What you should do:
Your output should be the lines of the entries below, exactly, from the first one through the line that holds "#[async_trait]".

(Collected data)
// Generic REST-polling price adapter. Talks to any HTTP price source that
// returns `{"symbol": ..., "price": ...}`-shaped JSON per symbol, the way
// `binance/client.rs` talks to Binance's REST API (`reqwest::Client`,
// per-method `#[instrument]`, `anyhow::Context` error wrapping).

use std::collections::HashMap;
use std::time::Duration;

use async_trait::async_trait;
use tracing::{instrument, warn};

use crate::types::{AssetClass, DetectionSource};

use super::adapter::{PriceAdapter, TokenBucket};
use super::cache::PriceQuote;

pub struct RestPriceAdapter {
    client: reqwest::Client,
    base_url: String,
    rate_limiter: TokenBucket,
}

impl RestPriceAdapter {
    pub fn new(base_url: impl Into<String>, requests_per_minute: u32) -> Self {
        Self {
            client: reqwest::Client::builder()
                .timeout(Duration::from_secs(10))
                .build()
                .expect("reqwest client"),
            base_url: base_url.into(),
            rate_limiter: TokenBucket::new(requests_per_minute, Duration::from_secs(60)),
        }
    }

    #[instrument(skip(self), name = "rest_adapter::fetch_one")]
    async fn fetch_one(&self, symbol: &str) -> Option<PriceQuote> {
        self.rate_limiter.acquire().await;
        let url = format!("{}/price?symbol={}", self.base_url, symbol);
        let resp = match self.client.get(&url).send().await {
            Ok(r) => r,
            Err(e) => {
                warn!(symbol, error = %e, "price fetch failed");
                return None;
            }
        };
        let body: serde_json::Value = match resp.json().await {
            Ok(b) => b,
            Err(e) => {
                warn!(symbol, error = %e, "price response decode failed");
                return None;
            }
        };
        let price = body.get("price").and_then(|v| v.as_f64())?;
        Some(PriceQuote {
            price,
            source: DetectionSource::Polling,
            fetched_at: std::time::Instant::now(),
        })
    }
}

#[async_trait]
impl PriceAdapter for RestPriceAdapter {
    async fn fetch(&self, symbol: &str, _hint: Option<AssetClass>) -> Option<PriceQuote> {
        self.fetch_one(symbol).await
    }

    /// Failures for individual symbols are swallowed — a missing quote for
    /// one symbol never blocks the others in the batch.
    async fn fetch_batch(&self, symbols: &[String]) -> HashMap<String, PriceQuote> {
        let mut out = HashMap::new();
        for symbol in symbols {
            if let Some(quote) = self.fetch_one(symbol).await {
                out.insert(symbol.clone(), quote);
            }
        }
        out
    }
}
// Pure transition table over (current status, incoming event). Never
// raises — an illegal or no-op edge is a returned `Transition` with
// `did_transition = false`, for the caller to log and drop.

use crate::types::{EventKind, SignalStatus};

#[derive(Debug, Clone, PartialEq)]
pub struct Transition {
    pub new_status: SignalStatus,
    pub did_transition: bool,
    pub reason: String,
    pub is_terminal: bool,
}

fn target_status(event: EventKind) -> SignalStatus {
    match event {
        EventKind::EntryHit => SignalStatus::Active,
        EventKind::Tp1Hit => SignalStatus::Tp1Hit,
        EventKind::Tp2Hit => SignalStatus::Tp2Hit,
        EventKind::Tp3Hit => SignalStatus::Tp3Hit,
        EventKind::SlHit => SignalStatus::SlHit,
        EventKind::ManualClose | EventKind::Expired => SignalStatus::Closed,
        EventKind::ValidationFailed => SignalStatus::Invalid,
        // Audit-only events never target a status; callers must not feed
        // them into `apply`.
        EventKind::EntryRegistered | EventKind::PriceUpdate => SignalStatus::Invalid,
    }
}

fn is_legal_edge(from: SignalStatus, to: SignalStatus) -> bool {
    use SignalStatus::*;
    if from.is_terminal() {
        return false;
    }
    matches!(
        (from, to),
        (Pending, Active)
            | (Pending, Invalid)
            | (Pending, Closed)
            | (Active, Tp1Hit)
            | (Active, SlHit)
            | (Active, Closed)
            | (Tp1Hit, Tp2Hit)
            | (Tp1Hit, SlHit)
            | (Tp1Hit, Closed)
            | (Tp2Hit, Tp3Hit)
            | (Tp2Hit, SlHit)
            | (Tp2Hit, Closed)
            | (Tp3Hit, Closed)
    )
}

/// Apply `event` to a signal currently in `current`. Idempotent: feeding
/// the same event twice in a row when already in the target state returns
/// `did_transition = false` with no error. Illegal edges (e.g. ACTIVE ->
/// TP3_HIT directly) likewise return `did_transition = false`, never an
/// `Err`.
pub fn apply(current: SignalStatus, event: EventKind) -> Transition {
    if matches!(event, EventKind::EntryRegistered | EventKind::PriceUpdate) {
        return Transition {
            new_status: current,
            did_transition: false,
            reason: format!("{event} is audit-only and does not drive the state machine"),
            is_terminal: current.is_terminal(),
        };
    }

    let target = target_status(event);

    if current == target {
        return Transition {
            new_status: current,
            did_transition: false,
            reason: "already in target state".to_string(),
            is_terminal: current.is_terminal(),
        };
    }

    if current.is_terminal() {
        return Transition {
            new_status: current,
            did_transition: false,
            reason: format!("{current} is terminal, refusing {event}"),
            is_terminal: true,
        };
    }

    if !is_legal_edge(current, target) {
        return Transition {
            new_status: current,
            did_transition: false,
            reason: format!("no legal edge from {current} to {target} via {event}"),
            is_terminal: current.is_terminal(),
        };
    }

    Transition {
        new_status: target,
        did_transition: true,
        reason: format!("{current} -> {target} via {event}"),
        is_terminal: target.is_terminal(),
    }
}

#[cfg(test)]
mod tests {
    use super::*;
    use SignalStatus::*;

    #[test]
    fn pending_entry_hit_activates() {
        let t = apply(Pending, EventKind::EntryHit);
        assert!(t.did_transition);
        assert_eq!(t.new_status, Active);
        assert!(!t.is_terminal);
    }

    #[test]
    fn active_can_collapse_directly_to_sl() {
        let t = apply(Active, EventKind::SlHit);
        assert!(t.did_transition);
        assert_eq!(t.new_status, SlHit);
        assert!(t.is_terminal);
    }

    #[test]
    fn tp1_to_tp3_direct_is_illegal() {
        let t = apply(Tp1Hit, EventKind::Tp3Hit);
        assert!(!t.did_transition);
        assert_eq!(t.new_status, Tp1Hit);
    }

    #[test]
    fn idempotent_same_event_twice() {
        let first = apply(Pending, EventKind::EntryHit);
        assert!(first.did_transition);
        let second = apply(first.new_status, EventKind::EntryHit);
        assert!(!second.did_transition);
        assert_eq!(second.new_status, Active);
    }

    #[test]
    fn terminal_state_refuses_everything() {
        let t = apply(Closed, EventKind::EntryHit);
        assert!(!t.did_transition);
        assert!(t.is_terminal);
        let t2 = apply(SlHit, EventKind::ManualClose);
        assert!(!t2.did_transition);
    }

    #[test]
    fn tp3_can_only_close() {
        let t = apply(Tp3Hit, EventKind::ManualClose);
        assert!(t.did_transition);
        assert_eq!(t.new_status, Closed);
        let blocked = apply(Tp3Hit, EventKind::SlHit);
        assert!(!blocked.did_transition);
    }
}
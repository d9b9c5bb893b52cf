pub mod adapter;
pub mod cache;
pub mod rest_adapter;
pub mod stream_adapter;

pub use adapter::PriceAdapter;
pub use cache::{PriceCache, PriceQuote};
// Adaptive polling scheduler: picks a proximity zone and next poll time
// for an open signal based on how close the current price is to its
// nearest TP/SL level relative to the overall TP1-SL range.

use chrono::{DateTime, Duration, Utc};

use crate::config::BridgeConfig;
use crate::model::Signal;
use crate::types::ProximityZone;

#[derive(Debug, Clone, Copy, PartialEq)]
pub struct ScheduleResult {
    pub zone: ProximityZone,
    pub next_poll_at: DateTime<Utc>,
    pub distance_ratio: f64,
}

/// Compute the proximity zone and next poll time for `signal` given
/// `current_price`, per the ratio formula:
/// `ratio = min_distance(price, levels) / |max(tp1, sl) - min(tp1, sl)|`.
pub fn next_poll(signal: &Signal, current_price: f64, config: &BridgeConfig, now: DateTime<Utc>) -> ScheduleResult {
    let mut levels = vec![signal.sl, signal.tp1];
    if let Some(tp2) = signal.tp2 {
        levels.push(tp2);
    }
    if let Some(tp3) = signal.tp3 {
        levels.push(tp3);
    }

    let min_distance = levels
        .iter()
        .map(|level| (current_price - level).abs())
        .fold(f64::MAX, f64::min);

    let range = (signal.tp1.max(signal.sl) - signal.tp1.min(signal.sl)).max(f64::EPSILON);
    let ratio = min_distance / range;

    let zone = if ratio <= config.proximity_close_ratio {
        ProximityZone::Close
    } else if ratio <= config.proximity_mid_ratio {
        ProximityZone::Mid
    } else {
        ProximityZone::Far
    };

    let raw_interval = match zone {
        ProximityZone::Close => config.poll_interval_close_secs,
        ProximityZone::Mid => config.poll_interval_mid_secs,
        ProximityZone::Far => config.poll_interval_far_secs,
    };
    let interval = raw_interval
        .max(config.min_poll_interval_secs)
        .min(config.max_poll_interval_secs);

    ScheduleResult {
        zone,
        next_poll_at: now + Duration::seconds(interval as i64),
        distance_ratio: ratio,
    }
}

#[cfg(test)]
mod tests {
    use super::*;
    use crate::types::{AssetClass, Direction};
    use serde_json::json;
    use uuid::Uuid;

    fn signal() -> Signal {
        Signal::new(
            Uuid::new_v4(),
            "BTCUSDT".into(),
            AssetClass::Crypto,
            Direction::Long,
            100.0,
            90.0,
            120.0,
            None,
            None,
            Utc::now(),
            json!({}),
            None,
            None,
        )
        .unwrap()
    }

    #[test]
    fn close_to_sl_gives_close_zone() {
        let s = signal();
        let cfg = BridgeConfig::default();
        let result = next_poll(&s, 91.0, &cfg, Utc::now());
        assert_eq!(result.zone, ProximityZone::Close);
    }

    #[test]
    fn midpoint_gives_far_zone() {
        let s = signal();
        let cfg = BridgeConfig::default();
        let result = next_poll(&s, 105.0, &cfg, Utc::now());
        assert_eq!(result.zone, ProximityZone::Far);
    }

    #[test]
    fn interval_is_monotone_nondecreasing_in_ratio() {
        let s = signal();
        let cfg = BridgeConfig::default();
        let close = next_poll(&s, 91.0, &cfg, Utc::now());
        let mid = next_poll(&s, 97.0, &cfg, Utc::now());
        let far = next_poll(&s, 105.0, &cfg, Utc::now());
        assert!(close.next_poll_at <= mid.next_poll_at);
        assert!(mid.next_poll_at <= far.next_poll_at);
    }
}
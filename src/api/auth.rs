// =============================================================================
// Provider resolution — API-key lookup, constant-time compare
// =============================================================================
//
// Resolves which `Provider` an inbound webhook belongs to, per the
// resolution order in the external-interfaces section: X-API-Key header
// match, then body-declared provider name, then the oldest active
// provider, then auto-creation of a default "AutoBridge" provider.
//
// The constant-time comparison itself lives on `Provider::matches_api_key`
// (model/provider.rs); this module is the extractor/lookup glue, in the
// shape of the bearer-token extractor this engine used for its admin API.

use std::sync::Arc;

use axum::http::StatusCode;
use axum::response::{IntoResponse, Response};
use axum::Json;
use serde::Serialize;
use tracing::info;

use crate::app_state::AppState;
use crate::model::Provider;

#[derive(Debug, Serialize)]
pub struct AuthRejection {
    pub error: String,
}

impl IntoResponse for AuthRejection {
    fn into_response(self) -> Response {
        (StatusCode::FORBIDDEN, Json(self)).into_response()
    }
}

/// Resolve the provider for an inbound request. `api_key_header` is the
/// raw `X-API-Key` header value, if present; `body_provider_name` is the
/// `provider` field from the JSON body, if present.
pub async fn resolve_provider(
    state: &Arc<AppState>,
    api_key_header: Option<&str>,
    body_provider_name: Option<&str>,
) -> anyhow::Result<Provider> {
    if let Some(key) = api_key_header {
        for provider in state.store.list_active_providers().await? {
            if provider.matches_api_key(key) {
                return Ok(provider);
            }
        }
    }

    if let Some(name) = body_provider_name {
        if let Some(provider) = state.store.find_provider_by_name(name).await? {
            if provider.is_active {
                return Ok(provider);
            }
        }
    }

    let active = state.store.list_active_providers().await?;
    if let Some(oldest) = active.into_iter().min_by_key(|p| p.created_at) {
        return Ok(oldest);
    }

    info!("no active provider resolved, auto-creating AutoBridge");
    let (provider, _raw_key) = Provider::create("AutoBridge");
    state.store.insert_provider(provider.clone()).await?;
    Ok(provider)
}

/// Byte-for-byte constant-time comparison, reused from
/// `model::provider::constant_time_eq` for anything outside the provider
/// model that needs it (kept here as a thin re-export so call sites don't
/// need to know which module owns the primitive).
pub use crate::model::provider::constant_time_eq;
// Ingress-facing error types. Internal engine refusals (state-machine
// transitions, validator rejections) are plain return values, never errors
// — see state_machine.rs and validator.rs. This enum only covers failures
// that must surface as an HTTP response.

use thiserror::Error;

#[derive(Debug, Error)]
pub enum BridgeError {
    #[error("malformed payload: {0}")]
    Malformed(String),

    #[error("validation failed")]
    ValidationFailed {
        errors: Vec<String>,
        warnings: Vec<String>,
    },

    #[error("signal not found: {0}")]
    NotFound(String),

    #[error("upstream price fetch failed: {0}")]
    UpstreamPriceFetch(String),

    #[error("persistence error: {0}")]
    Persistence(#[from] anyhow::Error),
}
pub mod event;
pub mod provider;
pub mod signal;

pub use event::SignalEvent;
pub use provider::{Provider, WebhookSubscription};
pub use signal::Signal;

Solution below:
// Generic REST-polling price adapter. Talks to any HTTP price source that
// returns `{"symbol": ..., "price": ...}`-shaped JSON per symbol, the way
// `binance/client.rs` talks to Binance's REST API (`reqwest::Client`,
// per-method `#[instrument]`, `anyhow::Context` error wrapping).

use std::collections::HashMap;
use std::time::Duration;

use async_trait::async_trait;
use tracing::{instrument, warn};

use crate::types::{AssetClass, DetectionSource};

use super::adapter::{PriceAdapter, TokenBucket};
use super::cache::PriceQuote;

pub struct RestPriceAdapter {
    client: reqwest::Client,
    base_url: String,
    rate_limiter: TokenBucket,
}

impl RestPriceAdapter {
    pub fn new(base_url: impl Into<String>, requests_per_minute: u32) -> Self {
        Self {
            client: reqwest::Client::builder()
                .timeout(Duration::from_secs(10))
                .build()
                .expect("reqwest client"),
            base_url: base_url.into(),
            rate_limiter: TokenBucket::new(requests_per_minute, Duration::from_secs(60)),
        }
    }

    #[instrument(skip(self), name = "rest_adapter::fetch_one")]
    async fn fetch_one(&self, symbol: &str) -> Option<PriceQuote> {
        self.rate_limiter.acquire().await;
        let url = format!("{}/price?symbol={}", self.base_url, symbol);
        let resp = match self.client.get(&url).send().await {
            Ok(r) => r,
            Err(e) => {
                warn!(symbol, error = %e, "price fetch failed");
                return None;
            }
        };
        let body: serde_json::Value = match resp.json().await {
            Ok(b) => b,
            Err(e) => {
                warn!(symbol, error = %e, "price response decode failed");
                return None;
            }
        };
        let price = body.get("price").and_then(|v| v.as_f64())?;
        Some(PriceQuote {
            price,
            source: DetectionSource::Polling,
            fetched_at: std::time::Instant::now(),
        })
    }
}

#[async_trait]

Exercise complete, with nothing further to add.